RECORD SET —
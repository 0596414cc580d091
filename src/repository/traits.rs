//! Repository Layer - Core Traits
//!
//! Defines the abstract interfaces for data access.
//! Implementations exist for SQLite, the hosted REST store, and memory.

use async_trait::async_trait;
use crate::domain::{Entity, DomainResult, TermCard, Translation};
use crate::ranking::{NewRankedItem, PositionUpdate};

/// Core repository trait for CRUD operations
///
/// Generic over any Entity type.
/// All operations are async to support various backends.
#[async_trait]
pub trait Repository<T: Entity>: Send + Sync {
    /// Create a new entity
    async fn create(&self, entity: &T) -> DomainResult<T>;

    /// Find entity by ID
    async fn find_by_id(&self, id: T::Id) -> DomainResult<Option<T>>;

    /// List all entities
    async fn list(&self) -> DomainResult<Vec<T>>;

    /// Update an existing entity
    async fn update(&self, entity: &T) -> DomainResult<T>;

    /// Delete entity by ID
    async fn delete(&self, id: T::Id) -> DomainResult<()>;
}

/// Storage of ranked items (translations) keyed by parent id plus item id
#[async_trait]
pub trait PersistenceService: Send + Sync {
    /// All items of a parent, in no particular order
    async fn fetch_ranked_items(&self, parent_id: i64) -> DomainResult<Vec<Translation>>;

    /// Write ranks; one result per update, in input order
    async fn bulk_upsert_positions(&self, updates: &[PositionUpdate]) -> Vec<DomainResult<()>>;

    async fn delete_item(&self, id: i64) -> DomainResult<()>;

    async fn delete_items_for_parent(&self, parent_id: i64) -> DomainResult<()>;

    /// Insert items under a parent, returning their new ids in input order
    async fn insert_items(&self, parent_id: i64, items: &[NewRankedItem]) -> DomainResult<Vec<i64>>;
}

/// Read side used by search and term pages: terms with their translations
#[async_trait]
pub trait TermCatalog: Send + Sync {
    /// Case-insensitive name prefix or exact alias, ordered by name
    async fn search_cards(&self, query: &str) -> DomainResult<Vec<TermCard>>;

    /// Case-insensitive name equality or exact alias, ordered by name
    async fn lookup_cards(&self, name: &str) -> DomainResult<Vec<TermCard>>;
}
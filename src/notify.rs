//! User-Visible Notifications
//!
//! Toast-style messages produced at operation boundaries. Failures never
//! propagate past the operation that hit them; they end up here.

use serde::{Deserialize, Serialize};
use std::sync::Mutex;

#[derive(Debug, Clone, Copy, PartialEq, Eq, Serialize, Deserialize)]
#[serde(rename_all = "lowercase")]
pub enum NotifyLevel {
    Success,
    Info,
    Error,
}

#[derive(Debug, Clone, PartialEq, Eq, Serialize, Deserialize)]
pub struct Notification {
    pub level: NotifyLevel,
    pub message: String,
}

impl Notification {
    pub fn success(message: impl Into<String>) -> Self {
        Self { level: NotifyLevel::Success, message: message.into() }
    }

    pub fn info(message: impl Into<String>) -> Self {
        Self { level: NotifyLevel::Info, message: message.into() }
    }

    pub fn error(message: impl Into<String>) -> Self {
        Self { level: NotifyLevel::Error, message: message.into() }
    }
}

/// Sink for notifications; the UI layer renders whatever arrives
pub trait Notifier: Send + Sync {
    fn notify(&self, notification: Notification);
}

/// Writes notifications to the log only
#[derive(Debug, Default, Clone, Copy)]
pub struct LogNotifier;

impl Notifier for LogNotifier {
    fn notify(&self, notification: Notification) {
        match notification.level {
            NotifyLevel::Error => log::error!("[notify] {}", notification.message),
            _ => log::info!("[notify] {}", notification.message),
        }
    }
}

/// Queue of notifications waiting to be shown
#[derive(Debug, Default)]
pub struct NotificationLog {
    entries: Mutex<Vec<Notification>>,
}

impl NotificationLog {
    pub fn entries(&self) -> Vec<Notification> {
        self.entries.lock().unwrap_or_else(|e| e.into_inner()).clone()
    }

    pub fn last(&self) -> Option<Notification> {
        self.entries.lock().unwrap_or_else(|e| e.into_inner()).last().cloned()
    }

    /// Drain everything queued so far
    pub fn take(&self) -> Vec<Notification> {
        std::mem::take(&mut *self.entries.lock().unwrap_or_else(|e| e.into_inner()))
    }
}

impl Notifier for NotificationLog {
    fn notify(&self, notification: Notification) {
        LogNotifier.notify(notification.clone());
        self.entries
            .lock()
            .unwrap_or_else(|e| e.into_inner())
            .push(notification);
    }
}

TASK DIRECTIONS — Transcribe the entries exactly, and make each line match the original.

THE ANSWER —
repository 0596414cc580d091
filename src/repository/traits.rs
//! Repository Layer - Core Traits
//!
//! Defines the abstract interfaces for data access.
//! Implementations exist for SQLite, the hosted REST store, and memory.

use async_trait::async_trait;
use crate::domain::{Entity, DomainResult, TermCard, Translation};
use crate::ranking::{NewRankedItem, PositionUpdate};

/// Core repository trait for CRUD operations
///
/// Generic over any Entity type.
/// All operations are async to support various backends.
#[async_trait]
pub trait Repository<T: Entity>: Send + Sync {
    /// Create a new entity
    async fn create(&self, entity: &T) -> DomainResult<T>;

    /// Find entity by ID
    async fn find_by_id(&self, id: T::Id) -> DomainResult<Option<T>>;

    /// List all entities
    async fn list(&self) -> DomainResult<Vec<T>>;

    /// Update an existing entity
    async fn update(&self, entity: &T) -> DomainResult<T>;

    /// Delete entity by ID
    async fn delete(&self, id: T::Id) -> DomainResult<()>;
}

/// Storage of ranked items (translations) keyed by parent id plus item id
#[async_trait]
pub trait PersistenceService: Send + Sync {
    /// All items of a parent, in no particular order
    async fn fetch_ranked_items(&self, parent_id: i64) -> DomainResult<Vec<Translation>>;

    /// Write ranks; one result per update, in input order
    async fn bulk_upsert_positions(&self, updates: &[PositionUpdate]) -> Vec<DomainResult<()>>;

    async fn delete_item(&self, id: i64) -> DomainResult<()>;

    async fn delete_items_for_parent(&self, parent_id: i64) -> DomainResult<()>;

    /// Insert items under a parent, returning their new ids in input order
    async fn insert_items(&self, parent_id: i64, items: &[NewRankedItem]) -> DomainResult<Vec<i64>>;
}

/// Read side used by search and term pages: terms with their translations
#[async_trait]
pub trait TermCatalog: Send + Sync {
    /// Case-insensitive name prefix or exact alias, ordered by name
    async fn search_cards(&self, query: &str) -> DomainResult<Vec<TermCard>>;

    /// Case-insensitive name equality or exact alias, ordered by name
    async fn lookup_cards(&self, name: &str) -> DomainResult<Vec<TermCard>>;
}
filename src/notify.rs
//! User-Visible Notifications
//!
//! Toast-style messages produced at operation boundaries. Failures never
//! propagate past the operation that hit them; they end up here.

use serde::{Deserialize, Serialize};
use std::sync::Mutex;

#[derive(Debug, Clone, Copy, PartialEq, Eq, Serialize, Deserialize)]
#[serde(rename_all = "lowercase")]
pub enum NotifyLevel {
    Success,
    Info,
    Error,
}

#[derive(Debug, Clone, PartialEq, Eq, Serialize, Deserialize)]
pub struct Notification {
    pub level: NotifyLevel,
    pub message: String,
}

impl Notification {
    pub fn success(message: impl Into<String>) -> Self {
        Self { level: NotifyLevel::Success, message: message.into() }
    }

    pub fn info(message: impl Into<String>) -> Self {
        Self { level: NotifyLevel::Info, message: message.into() }
    }

    pub fn error(message: impl Into<String>) -> Self {
        Self { level: NotifyLevel::Error, message: message.into() }
    }
}

/// Sink for notifications; the UI layer renders whatever arrives
pub trait Notifier: Send + Sync {
    fn notify(&self, notification: Notification);
}

/// Writes notifications to the log only
#[derive(Debug, Default, Clone, Copy)]
pub struct LogNotifier;

impl Notifier for LogNotifier {
    fn notify(&self, notification: Notification) {
        match notification.level {
            NotifyLevel::Error => log::error!("[notify] {}", notification.message),
            _ => log::info!("[notify] {}", notification.message),
        }
    }
}

/// Queue of notifications waiting to be shown
#[derive(Debug, Default)]
pub struct NotificationLog {
    entries: Mutex<Vec<Notification>>,
}

impl NotificationLog {
    pub fn entries(&self) -> Vec<Notification> {
        self.entries.lock().unwrap_or_else(|e| e.into_inner()).clone()
    }

    pub fn last(&self) -> Option<Notification> {
        self.entries.lock().unwrap_or_else(|e| e.into_inner()).last().cloned()
    }

    /// Drain everything queued so far
    pub fn take(&self) -> Vec<Notification> {
        std::mem::take(&mut *self.entries.lock().unwrap_or_else(|e| e.into_inner()))
    }
}

impl Notifier for NotificationLog {
    fn notify(&self, notification: Notification) {
        LogNotifier.notify(notification.clone());
        self.entries
            .lock()
            .unwrap_or_else(|e| e.into_inner())
            .push(notification);
    }
}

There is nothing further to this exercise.